EXERCISE OBJECTIVE
Go through the data and copy each line where the word "they" shows up.

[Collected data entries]
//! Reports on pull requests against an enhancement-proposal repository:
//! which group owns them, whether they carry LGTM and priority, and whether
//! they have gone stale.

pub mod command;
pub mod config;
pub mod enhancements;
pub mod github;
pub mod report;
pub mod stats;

SOLUTION FOR THIS EXERCISE
//! which group owns them, whether they carry LGTM and priority, and whether
//! they have gone stale.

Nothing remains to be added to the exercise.